> [Task instructions]:
The expected output is exactly the lines below, starting at the line with "config.detector.exclude_patterns.clone()" and ending at the line with "if let Err(e) = print_json(&groups)", both included; no other line belongs in it.

> [Supplied data]:

//! codeloom CLI
//!
//! A much smaller analog of the teacher's `cli` crate: a `clap::Parser`
//! derived `Args`/`Command` enum dispatching into `codeloom_core`, with
//! logging initialized to stderr before anything else and exit codes
//! mapped from `codeloom_core::Error::exit_code()` (§6).
//!
//! Each data-producing subcommand reads/writes JSON so they compose as a
//! pipeline: `codeloom find-duplicates ... | codeloom rank | codeloom apply`.

use std::io::{Read, Write};
use std::path::PathBuf;

use clap::{Parser, Subcommand};

use codeloom_core::applicator::{ApplyOpts, Applicator};
use codeloom_core::backup::BackupStore;
use codeloom_core::cache::QueryCache;
use codeloom_core::config::{Config, ConstructType};
use codeloom_core::detector::{DetectorParams, DuplicationDetector};
use codeloom_core::executor::MatcherExecutor;
use codeloom_core::ranker::Ranker;
use codeloom_core::types::{Candidate, DuplicateGroup};
use codeloom_core::variation::VariationAnalyzer;
use codeloom_core::Error;

#[derive(Debug, Parser)]
#[command(name = "codeloom", about = "Structural duplication detection, ranking, and safe extraction")]
pub struct Args {
    /// Path to a `codeloom.toml` config file; defaults unchanged if absent.
    #[arg(long, global = true)]
    pub config: Option<PathBuf>,

    /// Project root to operate against; overrides the config file's value.
    #[arg(long, global = true)]
    pub project_root: Option<PathBuf>,

    #[command(subcommand)]
    pub command: Command,
}

#[derive(Debug, Subcommand)]
pub enum Command {
    /// Run the MCP server over stdio.
    McpServer,
    /// Detect duplicate code groups (C4). Writes a JSON array of groups to stdout.
    FindDuplicates(FindDuplicatesArgs),
    /// Analyze variation and score groups into ranked candidates (C5/C6).
    Rank(RankArgs),
    /// Apply extraction candidates transactionally (C9).
    Apply(ApplyArgs),
    /// Restore project files from a backup snapshot (C3).
    Rollback(RollbackArgs),
    /// Check that the structural matcher binary is on `PATH`.
    Doctor,
}

#[derive(Debug, Parser)]
pub struct FindDuplicatesArgs {
    /// Source language, e.g. "python".
    #[arg(long)]
    pub language: String,
    /// Path to search; defaults to the project root.
    #[arg(long)]
    pub target_path: Option<PathBuf>,
    #[arg(long)]
    pub min_similarity: Option<f64>,
    #[arg(long)]
    pub min_lines: Option<u32>,
    /// "function_definition" | "class_definition" | "block".
    #[arg(long)]
    pub construct_type: Option<String>,
    #[arg(long = "exclude")]
    pub exclude_patterns: Vec<String>,
}

#[derive(Debug, Parser)]
pub struct RankArgs {
    /// Read groups from a file instead of stdin.
    #[arg(long)]
    pub input: Option<PathBuf>,
    /// Cap on returned candidates.
    #[arg(long)]
    pub max: Option<usize>,
}

#[derive(Debug, Parser)]
pub struct ApplyArgs {
    /// Read candidates from a file instead of stdin.
    #[arg(long)]
    pub input: Option<PathBuf>,
    /// Perform a real write instead of previewing (default is a dry run).
    #[arg(long)]
    pub commit: bool,
    #[arg(long)]
    pub target_file: Option<PathBuf>,
    #[arg(long)]
    pub language: Option<String>,
}

#[derive(Debug, Parser)]
pub struct RollbackArgs {
    #[arg(long)]
    pub backup_id: String,
}

/// Load config from `args.config` (default `codeloom.toml` at the project
/// root if present, else built-in defaults), then apply CLI overrides. The
/// config file takes lower precedence than explicit CLI flags.
pub fn load_config(args: &Args) -> Config {
    let mut config = match &args.config {
        Some(path) => Config::load(path).unwrap_or_else(|e| {
            tracing::warn!("failed to load config at {}: {e}; using defaults", path.display());
            Config::default()
        }),
        None => {
            let default_path = PathBuf::from("codeloom.toml");
            if default_path.exists() {
                Config::load(&default_path).unwrap_or_else(|e| {
                    tracing::warn!("failed to load {}: {e}; using defaults", default_path.display());
                    Config::default()
                })
            } else {
                Config::default()
            }
        }
    };
    if let Some(project_root) = &args.project_root {
        config.project_root = project_root.clone();
    }
    config
}

fn executor(config: &Config) -> MatcherExecutor {
    MatcherExecutor::new(config.executor.matcher_binary.clone())
}

fn resolve_target(config: &Config, target_path: &Option<PathBuf>) -> PathBuf {
    match target_path {
        Some(p) if p.is_absolute() => p.clone(),
        Some(p) => config.project_root.join(p),
        None => config.project_root.clone(),
    }
}

fn read_json_input<T: for<'de> serde::Deserialize<'de>>(input: &Option<PathBuf>) -> anyhow::Result<T> {
    let text = match input {
        Some(path) => std::fs::read_to_string(path)?,
        None => {
            let mut buf = String::new();
            std::io::stdin().read_to_string(&mut buf)?;
            buf
        }
    };
    Ok(serde_json::from_str(&text)?)
}

fn print_json(value: &impl serde::Serialize) -> anyhow::Result<()> {
    let text = serde_json::to_string_pretty(value)?;
    writeln!(std::io::stdout(), "{text}")?;
    Ok(())
}

pub async fn run_find_duplicates_command(args: &FindDuplicatesArgs, config: &Config) -> i32 {
    let construct_type = match &args.construct_type {
        Some(s) => match serde_json::from_value::<ConstructType>(serde_json::Value::String(s.clone())) {
            Ok(c) => c,
            Err(e) => {
                eprintln!("Error: invalid construct_type {s:?}: {e}");
                return Error::InvalidInput(String::new()).exit_code();
            }
        },
        None => config.detector.construct_type,
    };
    let params = DetectorParams {
        min_similarity: args.min_similarity.unwrap_or(config.detector.min_similarity),
        min_lines: args.min_lines.unwrap_or(config.detector.min_lines),
        construct_type,
        exclude_patterns: if args.exclude_patterns.is_empty() {
            config.detector.exclude_patterns.clone()
        } else {
            args.exclude_patterns.clone()
        },
    };
    let target = resolve_target(config, &args.target_path);
    let detector = DuplicationDetector::new(executor(config));
    match detector.find_duplicates(&target, &args.language, &params).await {
        Ok(groups) => {
            if let Err(e) = print_json(&groups) {
                eprintln!("Error writing output: {e}");
                return 1;
            }
            0
        }
        Err(e) => {
            eprintln!("Error: {e}");
            e.exit_code()
        }
    }
}

pub async fn run_rank_command(args: &RankArgs, _config: &Config, cache: &QueryCache) -> i32 {
    let groups: Vec<DuplicateGroup> = match read_json_input(&args.input) {
        Ok(g) => g,
        Err(e) => {
            eprintln!("Error: invalid input: {e}");
            return Error::InvalidInput(String::new()).exit_code();
        }
    };
    let analyzer = VariationAnalyzer::new();
    let inputs = groups
        .into_iter()
        .map(|group| {
            let plan = analyzer.analyze(&group);
            (group, plan, None)
        })
        .collect();
    let candidates = Ranker::new(cache).rank(inputs, args.max);
    if let Err(e) = print_json(&candidates) {
        eprintln!("Error writing output: {e}");
        return 1;
    }
    0
}

pub async fn run_apply_command(args: &ApplyArgs, config: &Config) -> i32 {
    let candidates: Vec<Candidate> = match read_json_input(&args.input) {
        Ok(c) => c,
        Err(e) => {
            eprintln!("Error: invalid input: {e}");
            return Error::InvalidInput(String::new()).exit_code();
        }
    };
    let default_opts = ApplyOpts::default();
    let opts = ApplyOpts {
        dry_run: !args.commit,
        target_file: args.target_file.clone().unwrap_or(default_opts.target_file),
        language: args.language.clone().unwrap_or(default_opts.language),
    };
    let applicator = Applicator::new(config.project_root.clone(), config.backup_root(), executor(config));
    match applicator.apply(&candidates, &opts).await {
        Ok(report) => {
            if let Err(e) = print_json(&report) {
                eprintln!("Error writing output: {e}");
                return 1;
            }
            0
        }
        Err(e) => {
            eprintln!("Error: {e}");
            e.exit_code()
        }
    }
}

pub async fn run_rollback_command(args: &RollbackArgs, config: &Config) -> i32 {
    let backups = BackupStore::new(config.backup_root(), config.project_root.clone());
    match backups.restore(&args.backup_id) {
        Ok(report) => {
            if let Err(e) = print_json(&report) {
                eprintln!("Error writing output: {e}");
                return 1;
            }
            0
        }
        Err(e) => {
            eprintln!("Error: {e}");
            e.exit_code()
        }
    }
}

/// Checks the matcher binary is resolvable on `PATH`, mirroring the
/// teacher's `which`-based binary resolution.
pub fn run_doctor_command(config: &Config) -> i32 {
    match executor(config).resolve_binary() {
        Ok(path) => {
            println!("ok: matcher binary {} resolved at {}", config.executor.matcher_binary, path.display());
            0
        }
        Err(e) => {
            eprintln!("Error: {e}");
            e.exit_code()
        }
    }
}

> [Solved exercise]:
            config.detector.exclude_patterns.clone()
        } else {
            args.exclude_patterns.clone()
        },
    };
    let target = resolve_target(config, &args.target_path);
    let detector = DuplicationDetector::new(executor(config));
    match detector.find_duplicates(&target, &args.language, &params).await {
        Ok(groups) => {
            if let Err(e) = print_json(&groups) {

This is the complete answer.